WHAT YOU WILL DO: Pull every line containing "AuthnFailed" from the listing below.

RECORDS SHOWN:
*-*-*
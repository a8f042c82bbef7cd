//! SAML protocol envelope types.

use serde::{Deserialize, Serialize};
use time::OffsetDateTime;

use super::lxacml::LxacmlAuthzDecisionStatement;

/// Protocol version carried by every request and response.
pub const SAML_VERSION: &str = "2.0";

/// Subject confirmation method for bearer assertions.
pub const BEARER_METHOD: &str = "urn:oasis:names:tc:SAML:2.0:cm:bearer";

// =============================================================================
// Status
// =============================================================================

/// Top-level status codes used by this protocol profile.
#[derive(Debug, Clone, Copy, PartialEq, Eq, Serialize, Deserialize)]
#[serde(rename_all = "camelCase")]
pub enum StatusCode {
    /// The request was processed.
    Success,
    /// The request was malformed, unsigned or otherwise invalid.
    Requester,
    /// The responder failed while processing a valid request.
    Responder,
    /// The principal or session could not be validated.
    AuthnFailed,
}

impl StatusCode {
    /// The SAML status URN for this code.
    #[must_use]
    pub fn urn(&self) -> &'static str {
        match self {
            StatusCode::Success => "urn:oasis:names:tc:SAML:2.0:status:Success",
            StatusCode::Requester => "urn:oasis:names:tc:SAML:2.0:status:Requester",
            StatusCode::Responder => "urn:oasis:names:tc:SAML:2.0:status:Responder",
            StatusCode::AuthnFailed => "urn:oasis:names:tc:SAML:2.0:status:AuthnFailed",
        }
    }
}

/// Response status with an optional human readable message.
#[derive(Debug, Clone, PartialEq, Eq, Serialize, Deserialize)]
pub struct Status {
    /// Status code.
    pub code: StatusCode,
    /// Optional status message.
    #[serde(default, skip_serializing_if = "Option::is_none")]
    pub message: Option<String>,
}

impl Status {
    /// A success status without a message.
    #[must_use]
    pub fn success() -> Self {
        Self {
            code: StatusCode::Success,
            message: None,
        }
    }

    /// A requester failure with a message.
    #[must_use]
    pub fn requester(message: impl Into<String>) -> Self {
        Self {
            code: StatusCode::Requester,
            message: Some(message.into()),
        }
    }

    /// An authentication failure with a message.
    #[must_use]
    pub fn authn_failed(message: impl Into<String>) -> Self {
        Self {
            code: StatusCode::AuthnFailed,
            message: Some(message.into()),
        }
    }

    /// Attach a message to this status.
    #[must_use]
    pub fn with_message(mut self, message: impl Into<String>) -> Self {
        self.message = Some(message.into());
        self
    }

    /// Returns true if the status code is `Success`.
    #[must_use]
    pub fn is_success(&self) -> bool {
        self.code == StatusCode::Success
    }
}

// =============================================================================
// Identifiers and headers
// =============================================================================

/// A SAML name identifier.
#[derive(Debug, Clone, PartialEq, Eq, Serialize, Deserialize)]
pub struct NameId {
    /// The identifier value.
    pub value: String,
    /// Optional name identifier format URN.
    #[serde(default, skip_serializing_if = "Option::is_none")]
    pub format: Option<String>,
}

impl NameId {
    /// Create a name identifier without a format.
    #[must_use]
    pub fn new(value: impl Into<String>) -> Self {
        Self {
            value: value.into(),
            format: None,
        }
    }
}

/// Fields common to every request.
#[derive(Debug, Clone, PartialEq, Eq, Serialize, Deserialize)]
pub struct RequestHeader {
    /// Unique request identifier.
    pub id: String,
    /// Protocol version.
    pub version: String,
    /// When the request was issued.
    #[serde(with = "time::serde::rfc3339")]
    pub issue_instant: OffsetDateTime,
    /// The issuing entity.
    #[serde(default, skip_serializing_if = "Option::is_none")]
    pub issuer: Option<NameId>,
    /// Intended recipient endpoint.
    #[serde(default, skip_serializing_if = "Option::is_none")]
    pub destination: Option<String>,
}

impl RequestHeader {
    /// Create a header for a request issued now by `issuer`.
    #[must_use]
    pub fn new(id: impl Into<String>, issuer: impl Into<String>) -> Self {
        Self {
            id: id.into(),
            version: SAML_VERSION.to_string(),
            issue_instant: OffsetDateTime::now_utc(),
            issuer: Some(NameId::new(issuer)),
            destination: None,
        }
    }

    /// The issuer's entity identifier, if present.
    #[must_use]
    pub fn issuer_id(&self) -> Option<&str> {
        self.issuer.as_ref().map(|n| n.value.as_str())
    }
}

// =============================================================================
// Subjects and conditions
// =============================================================================

/// The subject of an assertion or request.
#[derive(Debug, Clone, Default, PartialEq, Eq, Serialize, Deserialize)]
pub struct Subject {
    /// Name identifier of the subject.
    #[serde(default, skip_serializing_if = "Option::is_none")]
    pub name_id: Option<NameId>,
    /// Subject confirmations.
    #[serde(default, skip_serializing_if = "Vec::is_empty")]
    pub confirmations: Vec<SubjectConfirmation>,
}

impl Subject {
    /// A subject identified only by name.
    #[must_use]
    pub fn named(value: impl Into<String>) -> Self {
        Self {
            name_id: Some(NameId::new(value)),
            confirmations: Vec::new(),
        }
    }
}

/// A subject confirmation.
#[derive(Debug, Clone, PartialEq, Eq, Serialize, Deserialize)]
pub struct SubjectConfirmation {
    /// Confirmation method URN.
    pub method: String,
    /// Confirmation data.
    #[serde(default, skip_serializing_if = "Option::is_none")]
    pub data: Option<SubjectConfirmationData>,
}

/// Constraints under which a subject confirmation holds.
#[derive(Debug, Clone, Default, PartialEq, Eq, Serialize, Deserialize)]
pub struct SubjectConfirmationData {
    /// Confirmation is void at or after this instant.
    #[serde(
        default,
        with = "time::serde::rfc3339::option",
        skip_serializing_if = "Option::is_none"
    )]
    pub not_on_or_after: Option<OffsetDateTime>,
    /// Request the assertion answers.
    #[serde(default, skip_serializing_if = "Option::is_none")]
    pub in_response_to: Option<String>,
    /// Intended recipient.
    #[serde(default, skip_serializing_if = "Option::is_none")]
    pub recipient: Option<String>,
}

/// Assertion validity conditions.
#[derive(Debug, Clone, Default, PartialEq, Eq, Serialize, Deserialize)]
pub struct Conditions {
    /// Assertion is void at or after this instant.
    #[serde(
        default,
        with = "time::serde::rfc3339::option",
        skip_serializing_if = "Option::is_none"
    )]
    pub not_on_or_after: Option<OffsetDateTime>,
    /// Audiences the assertion is restricted to.
    #[serde(default, skip_serializing_if = "Vec::is_empty")]
    pub audience_restrictions: Vec<AudienceRestriction>,
}

/// Restriction of an assertion to a set of audiences.
#[derive(Debug, Clone, Default, PartialEq, Eq, Serialize, Deserialize)]
pub struct AudienceRestriction {
    /// Entity identifiers allowed to consume the assertion.
    pub audiences: Vec<String>,
}

// =============================================================================
// Assertions and responses
// =============================================================================

/// Statements an assertion may carry.
#[derive(Debug, Clone, PartialEq, Eq, Serialize, Deserialize)]
#[serde(tag = "kind", rename_all = "camelCase")]
pub enum Statement {
    /// An LXACML authorization decision.
    LxacmlAuthzDecision(LxacmlAuthzDecisionStatement),
    /// Any statement this profile does not interpret.
    Other {
        /// Element name of the statement.
        name: String,
    },
}

/// A SAML assertion.
#[derive(Debug, Clone, PartialEq, Eq, Serialize, Deserialize)]
pub struct Assertion {
    /// Assertion identifier.
    pub id: String,
    /// Protocol version.
    pub version: String,
    /// When the assertion was issued.
    #[serde(with = "time::serde::rfc3339")]
    pub issue_instant: OffsetDateTime,
    /// Asserting party.
    pub issuer: NameId,
    /// Assertion subject.
    #[serde(default, skip_serializing_if = "Option::is_none")]
    pub subject: Option<Subject>,
    /// Validity conditions.
    #[serde(default, skip_serializing_if = "Option::is_none")]
    pub conditions: Option<Conditions>,
    /// Statements.
    #[serde(default)]
    pub statements: Vec<Statement>,
}

impl Assertion {
    /// The first LXACML authorization decision statement, if any.
    #[must_use]
    pub fn authz_decision_statement(&self) -> Option<&LxacmlAuthzDecisionStatement> {
        self.statements.iter().find_map(|statement| match statement {
            Statement::LxacmlAuthzDecision(s) => Some(s),
            Statement::Other { .. } => None,
        })
    }
}

/// A SAML protocol response.
#[derive(Debug, Clone, PartialEq, Eq, Serialize, Deserialize)]
pub struct Response {
    /// Response identifier.
    pub id: String,
    /// Identifier of the request being answered.
    #[serde(default, skip_serializing_if = "Option::is_none")]
    pub in_response_to: Option<String>,
    /// Protocol version.
    pub version: String,
    /// When the response was issued.
    #[serde(with = "time::serde::rfc3339")]
    pub issue_instant: OffsetDateTime,
    /// Responding party.
    pub issuer: NameId,
    /// Processing status.
    pub status: Status,
    /// Assertions; empty unless the status is success.
    #[serde(default)]
    pub assertions: Vec<Assertion>,
}
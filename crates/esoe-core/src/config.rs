//! Configuration for enforcement and decision points.
//!
//! Configuration is read from a TOML file and overridden by environment
//! variables of the form `ESOE__SECTION__KEY`.
//!
//! # Example (TOML)
//!
//! ```toml
//! [spep]
//! spep_identifier = "https://spep.example.com"
//! authz_endpoint = "https://esoe.example.com/ws/services/esoe/policyDecisionPoint"
//! default_decision = "deny"
//!
//! [pdp]
//! esoe_identifier = "https://esoe.example.com"
//! allowed_time_skew = "5m"
//! retry_interval = "5m"
//! ```

use config::{Config, Environment, File};
use serde::{Deserialize, Serialize};
use std::path::Path;
use std::time::Duration;

use crate::decision::DefaultDecision;

/// Obligation identifier that carries cache population hints.
pub const DEFAULT_OBLIGATION_ID: &str = "lxacmlpdp:obligation:cachetargets";

/// Attribute identifier of the assignments holding group targets.
pub const DEFAULT_ATTRIBUTE_ID: &str = "lxacmlpdp:obligation:cachetargets:updateusercache";

/// Root configuration.
#[derive(Debug, Clone, Default, Deserialize, Serialize)]
#[serde(default)]
pub struct EsoeConfig {
    /// Enforcement point settings.
    pub spep: SpepConfig,

    /// Decision point settings.
    pub pdp: PdpConfig,

    /// Protocol validation and transport settings.
    pub protocol: ProtocolConfig,

    /// Logging settings.
    pub logging: LoggingConfig,
}

/// Identifiers tagging cache hints inside obligations.
#[derive(Debug, Clone, Deserialize, Serialize, PartialEq, Eq)]
#[serde(default)]
pub struct ObligationConfig {
    /// Obligation identifier.
    pub obligation_id: String,

    /// Attribute assignment identifier.
    pub attribute_id: String,
}

impl Default for ObligationConfig {
    fn default() -> Self {
        Self {
            obligation_id: DEFAULT_OBLIGATION_ID.to_string(),
            attribute_id: DEFAULT_ATTRIBUTE_ID.to_string(),
        }
    }
}

/// Enforcement point configuration.
#[derive(Debug, Clone, Deserialize, Serialize)]
#[serde(default)]
pub struct SpepConfig {
    /// Entity identifier of this enforcement point.
    pub spep_identifier: String,

    /// Decision used when no cached target covers a request.
    pub default_decision: DefaultDecision,

    /// Endpoint of the decision point's authorization service.
    pub authz_endpoint: String,

    /// Cache hint identifiers.
    #[serde(flatten)]
    pub obligations: ObligationConfig,
}

impl Default for SpepConfig {
    fn default() -> Self {
        Self {
            spep_identifier: "http://localhost:8080/spep".to_string(),
            default_decision: DefaultDecision::Deny,
            authz_endpoint: "http://localhost:8081/ws/services/esoe/policyDecisionPoint"
                .to_string(),
            obligations: ObligationConfig::default(),
        }
    }
}

/// Decision point configuration.
#[derive(Debug, Clone, Deserialize, Serialize)]
#[serde(default)]
pub struct PdpConfig {
    /// Entity identifier of the identity provider.
    pub esoe_identifier: String,

    /// Decision used when no policy matches a request.
    pub default_decision: DefaultDecision,

    /// Lifetime of issued decision assertions.
    #[serde(with = "humantime_serde")]
    pub allowed_time_skew: Duration,

    /// Interval between retries of failed cache clear notifications.
    #[serde(with = "humantime_serde")]
    pub retry_interval: Duration,

    /// Failed notifications older than this are dropped.
    #[serde(with = "humantime_serde")]
    pub max_failure_age: Duration,

    /// Interval between checks of the policy source for changes.
    #[serde(with = "humantime_serde")]
    pub policy_poll_interval: Duration,

    /// Cache hint identifiers.
    #[serde(flatten)]
    pub obligations: ObligationConfig,
}

impl Default for PdpConfig {
    fn default() -> Self {
        Self {
            esoe_identifier: "http://localhost:8081/esoe".to_string(),
            default_decision: DefaultDecision::Deny,
            allowed_time_skew: Duration::from_secs(300),
            retry_interval: Duration::from_secs(300),
            max_failure_age: Duration::from_secs(24 * 3600),
            policy_poll_interval: Duration::from_secs(60),
            obligations: ObligationConfig::default(),
        }
    }
}

/// Protocol validation and transport configuration.
#[derive(Debug, Clone, Deserialize, Serialize)]
#[serde(default)]
pub struct ProtocolConfig {
    /// Tolerated difference between a request's issue instant and now.
    #[serde(with = "humantime_serde")]
    pub allowed_clock_skew: Duration,

    /// Timeout of outgoing web-service calls.
    #[serde(with = "humantime_serde")]
    pub transport_timeout: Duration,
}

impl Default for ProtocolConfig {
    fn default() -> Self {
        Self {
            allowed_clock_skew: Duration::from_secs(300),
            transport_timeout: Duration::from_secs(30),
        }
    }
}

/// Logging configuration.
#[derive(Debug, Clone, Deserialize, Serialize)]
#[serde(default)]
pub struct LoggingConfig {
    /// Filter directive used when `RUST_LOG` is unset.
    pub level: String,

    /// Emit JSON lines instead of human readable output.
    pub json: bool,
}

impl Default for LoggingConfig {
    fn default() -> Self {
        Self {
            level: "info".to_string(),
            json: false,
        }
    }
}

/// Configuration errors.
#[derive(Debug, thiserror::Error)]
pub enum ConfigError {
    /// An invalid configuration value was provided.
    #[error("Invalid configuration value: {0}")]
    InvalidValue(String),

    /// A required configuration value is missing.
    #[error("Missing required configuration: {0}")]
    Missing(String),

    /// The configuration sources could not be read or deserialized.
    #[error("Failed to load configuration: {0}")]
    Load(String),
}

impl EsoeConfig {
    /// Validates the configuration.
    ///
    /// # Errors
    ///
    /// Returns `ConfigError::Missing` if an identifier or endpoint is empty,
    /// and `ConfigError::InvalidValue` if an interval is zero.
    pub fn validate(&self) -> Result<(), ConfigError> {
        if self.spep.spep_identifier.is_empty() {
            return Err(ConfigError::Missing("spep.spep_identifier".to_string()));
        }

        if self.spep.authz_endpoint.is_empty() {
            return Err(ConfigError::Missing("spep.authz_endpoint".to_string()));
        }

        if self.pdp.esoe_identifier.is_empty() {
            return Err(ConfigError::Missing("pdp.esoe_identifier".to_string()));
        }

        for (section, obligations) in [
            ("spep", &self.spep.obligations),
            ("pdp", &self.pdp.obligations),
        ] {
            if obligations.obligation_id.is_empty() {
                return Err(ConfigError::Missing(format!("{section}.obligation_id")));
            }
            if obligations.attribute_id.is_empty() {
                return Err(ConfigError::Missing(format!("{section}.attribute_id")));
            }
        }

        for (name, value) in [
            ("pdp.allowed_time_skew", self.pdp.allowed_time_skew),
            ("pdp.retry_interval", self.pdp.retry_interval),
            ("pdp.max_failure_age", self.pdp.max_failure_age),
            ("pdp.policy_poll_interval", self.pdp.policy_poll_interval),
            ("protocol.transport_timeout", self.protocol.transport_timeout),
        ] {
            if value.is_zero() {
                return Err(ConfigError::InvalidValue(format!("{name} must be > 0")));
            }
        }

        Ok(())
    }
}

/// Load configuration from an optional TOML file plus environment overrides.
///
/// Environment variables use the `ESOE` prefix and `__` as separator, e.g.
/// `ESOE__SPEP__DEFAULT_DECISION=permit`.
pub fn load_config(path: Option<&Path>) -> Result<EsoeConfig, ConfigError> {
    let mut builder = Config::builder();
    if let Some(path) = path {
        if !path.exists() {
            return Err(ConfigError::Load(format!(
                "config file {} does not exist",
                path.display()
            )));
        }
        builder = builder.add_source(File::from(path));
    }

    builder = builder.add_source(
        Environment::with_prefix("ESOE")
            .try_parsing(true)
            .separator("__"),
    );

    let cfg = builder
        .build()
        .map_err(|e| ConfigError::Load(format!("config build error: {e}")))?;
    let merged: EsoeConfig = cfg
        .try_deserialize()
        .map_err(|e| ConfigError::Load(format!("config deserialize error: {e}")))?;

    merged.validate()?;
    Ok(merged)
}

/// Parse configuration from a TOML string without environment overrides.
pub fn parse_config(source: &str) -> Result<EsoeConfig, ConfigError> {
    let config: EsoeConfig =
        toml::from_str(source).map_err(|e| ConfigError::Load(e.to_string()))?;
    config.validate()?;
    Ok(config)
}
*-*-*
OUTPUT BELOW:
    AuthnFailed,
            StatusCode::AuthnFailed => "urn:oasis:names:tc:SAML:2.0:status:AuthnFailed",
            code: StatusCode::AuthnFailed,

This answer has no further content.